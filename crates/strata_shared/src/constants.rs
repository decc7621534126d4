//! # World Constants
//!
//! Values every crate must agree on. Changing chunk dimensions invalidates
//! every persisted world.

// =============================================================================
// CHUNK GEOMETRY
// =============================================================================

/// Chunk width along X in blocks.
pub const CHUNK_SIZE_X: i32 = 16;

/// Chunk height along Y in blocks.
pub const CHUNK_SIZE_Y: i32 = 40;

/// Chunk depth along Z in blocks.
pub const CHUNK_SIZE_Z: i32 = 16;

/// Number of voxels in one chunk.
#[allow(clippy::cast_sign_loss)]
pub const CHUNK_VOLUME: usize = (CHUNK_SIZE_X * CHUNK_SIZE_Y * CHUNK_SIZE_Z) as usize;

/// Vertical visibility margin, in chunks, around a player.
pub const MAX_Y_MARGIN: i32 = 3;

// =============================================================================
// TICK CADENCE
// =============================================================================

/// Target duration of one world tick in milliseconds.
pub const TICK_INTERVAL_MS: u64 = 50;

/// Ticks between two throttled mob saves.
pub const MOB_SAVE_INTERVAL_TICKS: u32 = 200;

// =============================================================================
// CALENDAR
// =============================================================================

/// How many game seconds pass per real second.
pub const GAME_ONE_SECOND: u64 = 72;

/// Length of one game day in day-time units.
pub const GAME_DAY_SECONDS: u64 = 24_000;

/// Real seconds in one game day.
pub const REAL_SECONDS_PER_GAME_DAY: u64 = 86_400 / GAME_ONE_SECOND;

/// Day-time offset given to newly created worlds (early morning).
pub const DEFAULT_ADD_TIME: i64 = 7_000;

// =============================================================================
// PLAYERS
// =============================================================================

/// Render distance, in chunks, for players that never asked for one.
pub const DEFAULT_RENDER_DIST: i32 = 4;

/// Smallest render distance a player may request.
pub const MIN_RENDER_DIST: i32 = 2;

/// Largest render distance a player may request.
pub const MAX_RENDER_DIST: i32 = 16;

/// Distance at which a player picks up a drop item.
pub const DROP_ITEM_PICKUP_RADIUS: f64 = 1.5;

-*-

Restate word for word the entries above, starting at the line with "throttled mob saves." and ending at the line with "in day-time units.", inclusive, and no others.

/// Ticks between two throttled mob saves.
pub const MOB_SAVE_INTERVAL_TICKS: u32 = 200;

// =============================================================================
// CALENDAR
// =============================================================================

/// How many game seconds pass per real second.
pub const GAME_ONE_SECOND: u64 = 72;

/// Length of one game day in day-time units.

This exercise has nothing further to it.